**ACTIVITY**
Please repeat each entry. Match every word exactly.

** ENTRIES SHOWN follows **

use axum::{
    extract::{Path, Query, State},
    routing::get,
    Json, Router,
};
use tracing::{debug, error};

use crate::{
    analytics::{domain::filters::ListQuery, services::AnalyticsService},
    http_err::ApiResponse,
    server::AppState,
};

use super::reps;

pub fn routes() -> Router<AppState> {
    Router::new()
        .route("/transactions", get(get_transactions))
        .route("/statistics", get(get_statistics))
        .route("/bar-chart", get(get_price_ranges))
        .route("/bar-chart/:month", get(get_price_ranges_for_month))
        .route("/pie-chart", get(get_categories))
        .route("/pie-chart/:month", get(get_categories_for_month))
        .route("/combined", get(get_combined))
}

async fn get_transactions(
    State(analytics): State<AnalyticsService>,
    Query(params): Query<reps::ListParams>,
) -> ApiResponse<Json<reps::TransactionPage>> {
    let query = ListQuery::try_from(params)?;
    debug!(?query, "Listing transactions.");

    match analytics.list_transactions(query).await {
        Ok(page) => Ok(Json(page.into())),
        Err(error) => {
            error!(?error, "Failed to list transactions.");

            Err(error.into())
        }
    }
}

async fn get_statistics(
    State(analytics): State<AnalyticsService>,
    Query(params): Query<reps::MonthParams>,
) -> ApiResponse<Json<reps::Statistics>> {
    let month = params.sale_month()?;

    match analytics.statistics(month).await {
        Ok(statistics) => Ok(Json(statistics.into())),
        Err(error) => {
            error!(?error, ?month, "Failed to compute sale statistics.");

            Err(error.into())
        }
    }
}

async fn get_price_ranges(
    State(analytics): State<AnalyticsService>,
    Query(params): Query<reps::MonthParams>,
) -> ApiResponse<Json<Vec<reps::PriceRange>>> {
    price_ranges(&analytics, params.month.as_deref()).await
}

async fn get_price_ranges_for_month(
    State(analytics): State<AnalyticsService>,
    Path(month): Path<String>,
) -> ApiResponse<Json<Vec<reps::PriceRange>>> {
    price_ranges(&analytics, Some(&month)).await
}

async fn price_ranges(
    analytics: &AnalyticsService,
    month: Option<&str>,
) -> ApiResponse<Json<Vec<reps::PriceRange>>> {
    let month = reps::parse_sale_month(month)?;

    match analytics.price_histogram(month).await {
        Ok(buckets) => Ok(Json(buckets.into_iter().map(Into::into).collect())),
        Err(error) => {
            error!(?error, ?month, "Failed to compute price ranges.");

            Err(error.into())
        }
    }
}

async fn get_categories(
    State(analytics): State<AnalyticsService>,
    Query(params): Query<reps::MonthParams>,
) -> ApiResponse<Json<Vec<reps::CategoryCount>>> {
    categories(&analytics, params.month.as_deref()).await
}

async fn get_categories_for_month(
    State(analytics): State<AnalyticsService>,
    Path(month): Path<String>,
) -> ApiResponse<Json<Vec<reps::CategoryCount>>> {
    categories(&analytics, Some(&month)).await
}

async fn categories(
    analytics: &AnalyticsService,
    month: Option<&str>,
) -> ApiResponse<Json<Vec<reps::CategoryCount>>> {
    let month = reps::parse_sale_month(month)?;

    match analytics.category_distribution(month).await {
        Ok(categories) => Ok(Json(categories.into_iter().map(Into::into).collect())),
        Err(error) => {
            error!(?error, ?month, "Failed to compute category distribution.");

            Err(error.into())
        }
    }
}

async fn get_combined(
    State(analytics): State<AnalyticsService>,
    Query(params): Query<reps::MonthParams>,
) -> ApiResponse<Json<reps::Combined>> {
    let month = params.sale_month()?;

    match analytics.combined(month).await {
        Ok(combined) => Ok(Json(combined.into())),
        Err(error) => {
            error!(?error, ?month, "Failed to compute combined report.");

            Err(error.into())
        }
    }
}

** End of ENTRIES SHOWN **

**REPLY**
use axum::{
    extract::{Path, Query, State},
    routing::get,
    Json, Router,
};
use tracing::{debug, error};

use crate::{
    analytics::{domain::filters::ListQuery, services::AnalyticsService},
    http_err::ApiResponse,
    server::AppState,
};

use super::reps;

pub fn routes() -> Router<AppState> {
    Router::new()
        .route("/transactions", get(get_transactions))
        .route("/statistics", get(get_statistics))
        .route("/bar-chart", get(get_price_ranges))
        .route("/bar-chart/:month", get(get_price_ranges_for_month))
        .route("/pie-chart", get(get_categories))
        .route("/pie-chart/:month", get(get_categories_for_month))
        .route("/combined", get(get_combined))
}

async fn get_transactions(
    State(analytics): State<AnalyticsService>,
    Query(params): Query<reps::ListParams>,
) -> ApiResponse<Json<reps::TransactionPage>> {
    let query = ListQuery::try_from(params)?;
    debug!(?query, "Listing transactions.");

    match analytics.list_transactions(query).await {
        Ok(page) => Ok(Json(page.into())),
        Err(error) => {
            error!(?error, "Failed to list transactions.");

            Err(error.into())
        }
    }
}

async fn get_statistics(
    State(analytics): State<AnalyticsService>,
    Query(params): Query<reps::MonthParams>,
) -> ApiResponse<Json<reps::Statistics>> {
    let month = params.sale_month()?;

    match analytics.statistics(month).await {
        Ok(statistics) => Ok(Json(statistics.into())),
        Err(error) => {
            error!(?error, ?month, "Failed to compute sale statistics.");

            Err(error.into())
        }
    }
}

async fn get_price_ranges(
    State(analytics): State<AnalyticsService>,
    Query(params): Query<reps::MonthParams>,
) -> ApiResponse<Json<Vec<reps::PriceRange>>> {
    price_ranges(&analytics, params.month.as_deref()).await
}

async fn get_price_ranges_for_month(
    State(analytics): State<AnalyticsService>,
    Path(month): Path<String>,
) -> ApiResponse<Json<Vec<reps::PriceRange>>> {
    price_ranges(&analytics, Some(&month)).await
}

async fn price_ranges(
    analytics: &AnalyticsService,
    month: Option<&str>,
) -> ApiResponse<Json<Vec<reps::PriceRange>>> {
    let month = reps::parse_sale_month(month)?;

    match analytics.price_histogram(month).await {
        Ok(buckets) => Ok(Json(buckets.into_iter().map(Into::into).collect())),
        Err(error) => {
            error!(?error, ?month, "Failed to compute price ranges.");

            Err(error.into())
        }
    }
}

async fn get_categories(
    State(analytics): State<AnalyticsService>,
    Query(params): Query<reps::MonthParams>,
) -> ApiResponse<Json<Vec<reps::CategoryCount>>> {
    categories(&analytics, params.month.as_deref()).await
}

async fn get_categories_for_month(
    State(analytics): State<AnalyticsService>,
    Path(month): Path<String>,
) -> ApiResponse<Json<Vec<reps::CategoryCount>>> {
    categories(&analytics, Some(&month)).await
}

async fn categories(
    analytics: &AnalyticsService,
    month: Option<&str>,
) -> ApiResponse<Json<Vec<reps::CategoryCount>>> {
    let month = reps::parse_sale_month(month)?;

    match analytics.category_distribution(month).await {
        Ok(categories) => Ok(Json(categories.into_iter().map(Into::into).collect())),
        Err(error) => {
            error!(?error, ?month, "Failed to compute category distribution.");

            Err(error.into())
        }
    }
}

async fn get_combined(
    State(analytics): State<AnalyticsService>,
    Query(params): Query<reps::MonthParams>,
) -> ApiResponse<Json<reps::Combined>> {
    let month = params.sale_month()?;

    match analytics.combined(month).await {
        Ok(combined) => Ok(Json(combined.into())),
        Err(error) => {
            error!(?error, ?month, "Failed to compute combined report.");

            Err(error.into())
        }
    }
}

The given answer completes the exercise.